▶ **How to complete this task**: Extract all lines that hold "SortSpec" from the records below.

▶ **Record excerpts**:

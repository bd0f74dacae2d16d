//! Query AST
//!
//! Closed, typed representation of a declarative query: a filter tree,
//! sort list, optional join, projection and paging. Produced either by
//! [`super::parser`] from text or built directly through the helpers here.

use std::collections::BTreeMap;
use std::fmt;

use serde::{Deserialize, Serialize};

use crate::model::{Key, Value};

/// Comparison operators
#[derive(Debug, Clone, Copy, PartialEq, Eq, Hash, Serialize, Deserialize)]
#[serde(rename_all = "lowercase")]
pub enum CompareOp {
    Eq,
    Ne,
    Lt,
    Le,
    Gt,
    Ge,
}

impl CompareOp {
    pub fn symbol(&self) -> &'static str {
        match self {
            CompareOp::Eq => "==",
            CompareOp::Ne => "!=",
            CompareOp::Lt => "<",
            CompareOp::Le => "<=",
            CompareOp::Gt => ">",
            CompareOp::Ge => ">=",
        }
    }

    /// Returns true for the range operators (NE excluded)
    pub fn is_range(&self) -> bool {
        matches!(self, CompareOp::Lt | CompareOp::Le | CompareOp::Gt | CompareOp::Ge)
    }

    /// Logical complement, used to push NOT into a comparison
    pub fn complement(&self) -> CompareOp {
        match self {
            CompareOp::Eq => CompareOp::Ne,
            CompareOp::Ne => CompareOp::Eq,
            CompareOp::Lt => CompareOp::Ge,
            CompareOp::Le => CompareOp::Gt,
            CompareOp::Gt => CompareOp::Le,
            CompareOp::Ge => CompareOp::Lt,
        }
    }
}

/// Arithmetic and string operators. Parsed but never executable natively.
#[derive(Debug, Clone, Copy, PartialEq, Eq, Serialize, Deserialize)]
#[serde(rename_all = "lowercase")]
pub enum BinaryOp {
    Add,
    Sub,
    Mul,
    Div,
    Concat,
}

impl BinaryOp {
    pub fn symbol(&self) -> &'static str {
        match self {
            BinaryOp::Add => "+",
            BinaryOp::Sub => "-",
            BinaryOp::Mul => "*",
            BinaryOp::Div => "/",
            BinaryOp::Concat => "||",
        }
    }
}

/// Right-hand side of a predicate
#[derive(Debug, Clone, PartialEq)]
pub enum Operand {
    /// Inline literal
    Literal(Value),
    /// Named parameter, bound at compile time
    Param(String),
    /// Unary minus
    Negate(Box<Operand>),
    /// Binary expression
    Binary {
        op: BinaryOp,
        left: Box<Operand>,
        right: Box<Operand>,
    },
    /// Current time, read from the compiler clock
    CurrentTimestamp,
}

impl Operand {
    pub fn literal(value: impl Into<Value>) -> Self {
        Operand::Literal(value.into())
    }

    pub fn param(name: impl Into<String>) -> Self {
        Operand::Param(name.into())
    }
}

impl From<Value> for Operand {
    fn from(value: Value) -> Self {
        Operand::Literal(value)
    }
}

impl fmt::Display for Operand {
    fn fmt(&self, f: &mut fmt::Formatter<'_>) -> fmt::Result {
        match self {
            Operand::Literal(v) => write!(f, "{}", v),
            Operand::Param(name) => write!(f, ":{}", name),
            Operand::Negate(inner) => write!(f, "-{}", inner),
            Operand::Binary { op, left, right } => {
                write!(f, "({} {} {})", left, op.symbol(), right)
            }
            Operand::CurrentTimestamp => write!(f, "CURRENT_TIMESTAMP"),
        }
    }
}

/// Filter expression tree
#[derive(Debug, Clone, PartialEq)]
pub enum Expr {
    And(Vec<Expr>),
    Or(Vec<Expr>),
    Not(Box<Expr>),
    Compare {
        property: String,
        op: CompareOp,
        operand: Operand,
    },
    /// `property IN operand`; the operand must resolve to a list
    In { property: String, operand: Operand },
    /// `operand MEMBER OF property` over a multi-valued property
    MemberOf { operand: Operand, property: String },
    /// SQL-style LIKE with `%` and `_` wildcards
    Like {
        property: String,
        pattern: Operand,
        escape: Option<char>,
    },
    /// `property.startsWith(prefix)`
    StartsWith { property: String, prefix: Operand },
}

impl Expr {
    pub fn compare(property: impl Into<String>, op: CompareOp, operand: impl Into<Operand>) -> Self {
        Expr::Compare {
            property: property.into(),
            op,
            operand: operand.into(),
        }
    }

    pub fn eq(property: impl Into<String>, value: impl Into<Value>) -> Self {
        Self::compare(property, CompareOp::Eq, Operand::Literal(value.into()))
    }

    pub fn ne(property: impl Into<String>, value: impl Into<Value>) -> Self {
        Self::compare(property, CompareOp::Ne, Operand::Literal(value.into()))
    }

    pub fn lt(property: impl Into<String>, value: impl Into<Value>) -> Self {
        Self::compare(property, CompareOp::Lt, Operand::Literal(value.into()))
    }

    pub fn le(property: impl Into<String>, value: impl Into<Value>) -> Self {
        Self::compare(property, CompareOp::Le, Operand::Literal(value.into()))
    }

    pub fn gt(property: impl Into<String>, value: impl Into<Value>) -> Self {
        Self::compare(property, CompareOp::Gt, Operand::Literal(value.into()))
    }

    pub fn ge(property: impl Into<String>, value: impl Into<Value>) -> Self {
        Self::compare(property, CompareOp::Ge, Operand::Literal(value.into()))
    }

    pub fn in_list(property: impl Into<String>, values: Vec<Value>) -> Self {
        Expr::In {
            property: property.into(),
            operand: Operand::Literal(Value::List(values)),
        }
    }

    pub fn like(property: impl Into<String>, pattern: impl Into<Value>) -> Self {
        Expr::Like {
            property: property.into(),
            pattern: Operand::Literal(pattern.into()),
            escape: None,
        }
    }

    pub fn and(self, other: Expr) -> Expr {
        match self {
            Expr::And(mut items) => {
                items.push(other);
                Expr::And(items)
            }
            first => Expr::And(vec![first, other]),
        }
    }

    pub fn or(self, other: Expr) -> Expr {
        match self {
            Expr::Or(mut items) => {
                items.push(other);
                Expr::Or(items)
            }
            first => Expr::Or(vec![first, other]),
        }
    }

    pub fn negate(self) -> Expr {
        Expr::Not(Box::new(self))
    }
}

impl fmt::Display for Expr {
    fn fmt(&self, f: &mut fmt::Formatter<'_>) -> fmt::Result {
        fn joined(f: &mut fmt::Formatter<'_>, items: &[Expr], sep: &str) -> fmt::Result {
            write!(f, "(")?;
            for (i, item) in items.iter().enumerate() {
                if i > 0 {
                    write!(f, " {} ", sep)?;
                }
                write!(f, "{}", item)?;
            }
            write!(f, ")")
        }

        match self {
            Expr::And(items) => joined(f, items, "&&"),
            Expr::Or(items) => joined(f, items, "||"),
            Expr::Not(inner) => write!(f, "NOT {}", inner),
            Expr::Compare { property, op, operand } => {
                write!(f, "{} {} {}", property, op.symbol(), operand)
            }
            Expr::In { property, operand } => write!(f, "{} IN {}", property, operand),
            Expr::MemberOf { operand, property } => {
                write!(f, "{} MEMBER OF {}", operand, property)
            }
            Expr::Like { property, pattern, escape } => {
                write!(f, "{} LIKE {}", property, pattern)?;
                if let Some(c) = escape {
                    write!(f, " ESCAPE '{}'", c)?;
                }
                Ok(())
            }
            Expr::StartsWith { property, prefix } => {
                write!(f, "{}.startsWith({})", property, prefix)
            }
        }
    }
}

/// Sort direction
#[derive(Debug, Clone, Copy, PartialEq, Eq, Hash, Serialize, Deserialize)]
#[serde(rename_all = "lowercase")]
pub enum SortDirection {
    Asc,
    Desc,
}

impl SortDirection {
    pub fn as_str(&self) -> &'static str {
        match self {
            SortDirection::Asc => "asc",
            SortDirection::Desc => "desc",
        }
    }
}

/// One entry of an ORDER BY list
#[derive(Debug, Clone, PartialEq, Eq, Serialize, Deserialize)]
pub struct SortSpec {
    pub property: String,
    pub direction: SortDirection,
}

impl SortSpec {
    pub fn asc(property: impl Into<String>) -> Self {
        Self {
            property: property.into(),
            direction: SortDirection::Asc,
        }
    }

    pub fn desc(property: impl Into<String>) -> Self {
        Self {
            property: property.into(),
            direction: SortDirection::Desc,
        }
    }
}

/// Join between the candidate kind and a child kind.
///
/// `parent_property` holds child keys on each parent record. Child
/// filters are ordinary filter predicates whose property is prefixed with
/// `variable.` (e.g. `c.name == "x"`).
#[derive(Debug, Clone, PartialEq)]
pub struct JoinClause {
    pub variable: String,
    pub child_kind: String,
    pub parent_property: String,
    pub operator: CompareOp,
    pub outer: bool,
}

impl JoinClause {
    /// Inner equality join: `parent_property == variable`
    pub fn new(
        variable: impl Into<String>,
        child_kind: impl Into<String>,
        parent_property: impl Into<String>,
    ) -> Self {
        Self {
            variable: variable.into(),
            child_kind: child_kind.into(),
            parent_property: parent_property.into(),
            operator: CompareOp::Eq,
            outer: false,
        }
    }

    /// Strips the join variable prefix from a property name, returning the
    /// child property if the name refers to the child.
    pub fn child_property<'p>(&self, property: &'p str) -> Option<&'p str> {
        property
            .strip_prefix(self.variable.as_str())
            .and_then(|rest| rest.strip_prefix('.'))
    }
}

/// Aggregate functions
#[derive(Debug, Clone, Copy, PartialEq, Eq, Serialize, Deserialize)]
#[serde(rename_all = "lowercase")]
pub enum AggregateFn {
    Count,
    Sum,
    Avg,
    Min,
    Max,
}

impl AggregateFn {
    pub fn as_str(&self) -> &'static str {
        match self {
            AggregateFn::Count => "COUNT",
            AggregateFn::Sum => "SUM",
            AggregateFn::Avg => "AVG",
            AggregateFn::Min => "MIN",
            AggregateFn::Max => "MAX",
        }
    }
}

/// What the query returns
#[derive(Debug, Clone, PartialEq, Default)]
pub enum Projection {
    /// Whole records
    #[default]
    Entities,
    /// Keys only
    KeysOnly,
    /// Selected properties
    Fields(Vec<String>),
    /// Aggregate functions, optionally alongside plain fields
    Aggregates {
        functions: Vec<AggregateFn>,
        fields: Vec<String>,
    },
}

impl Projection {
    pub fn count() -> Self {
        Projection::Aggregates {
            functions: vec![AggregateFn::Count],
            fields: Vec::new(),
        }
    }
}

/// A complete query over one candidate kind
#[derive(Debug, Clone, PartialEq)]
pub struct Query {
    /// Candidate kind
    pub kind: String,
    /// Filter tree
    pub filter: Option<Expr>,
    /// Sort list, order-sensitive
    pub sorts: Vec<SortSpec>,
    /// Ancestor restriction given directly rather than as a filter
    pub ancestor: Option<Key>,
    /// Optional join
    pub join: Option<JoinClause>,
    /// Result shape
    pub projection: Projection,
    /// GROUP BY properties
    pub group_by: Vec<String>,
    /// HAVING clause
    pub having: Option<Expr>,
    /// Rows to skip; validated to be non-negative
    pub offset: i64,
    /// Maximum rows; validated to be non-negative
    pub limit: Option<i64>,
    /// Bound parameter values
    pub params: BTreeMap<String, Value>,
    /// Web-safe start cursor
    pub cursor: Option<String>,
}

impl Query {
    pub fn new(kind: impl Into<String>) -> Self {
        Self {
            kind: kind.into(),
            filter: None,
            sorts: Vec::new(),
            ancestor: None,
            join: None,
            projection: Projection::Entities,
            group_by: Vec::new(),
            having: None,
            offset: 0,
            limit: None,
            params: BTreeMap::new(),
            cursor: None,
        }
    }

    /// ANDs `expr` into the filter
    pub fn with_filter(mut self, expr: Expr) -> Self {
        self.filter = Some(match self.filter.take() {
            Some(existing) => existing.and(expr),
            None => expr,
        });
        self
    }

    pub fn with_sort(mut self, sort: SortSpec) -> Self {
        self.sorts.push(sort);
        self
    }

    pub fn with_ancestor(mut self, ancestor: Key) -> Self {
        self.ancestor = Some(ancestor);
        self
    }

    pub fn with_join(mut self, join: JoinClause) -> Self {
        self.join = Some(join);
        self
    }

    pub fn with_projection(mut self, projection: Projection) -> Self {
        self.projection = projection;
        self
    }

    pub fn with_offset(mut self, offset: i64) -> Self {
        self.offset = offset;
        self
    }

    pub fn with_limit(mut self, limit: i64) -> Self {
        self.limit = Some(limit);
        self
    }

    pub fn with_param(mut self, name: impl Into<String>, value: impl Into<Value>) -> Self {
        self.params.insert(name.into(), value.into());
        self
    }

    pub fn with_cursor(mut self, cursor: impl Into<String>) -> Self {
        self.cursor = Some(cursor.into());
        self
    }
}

▶ **Task answer**:
pub struct SortSpec {
impl SortSpec {
    pub sorts: Vec<SortSpec>,
    pub fn with_sort(mut self, sort: SortSpec) -> Self {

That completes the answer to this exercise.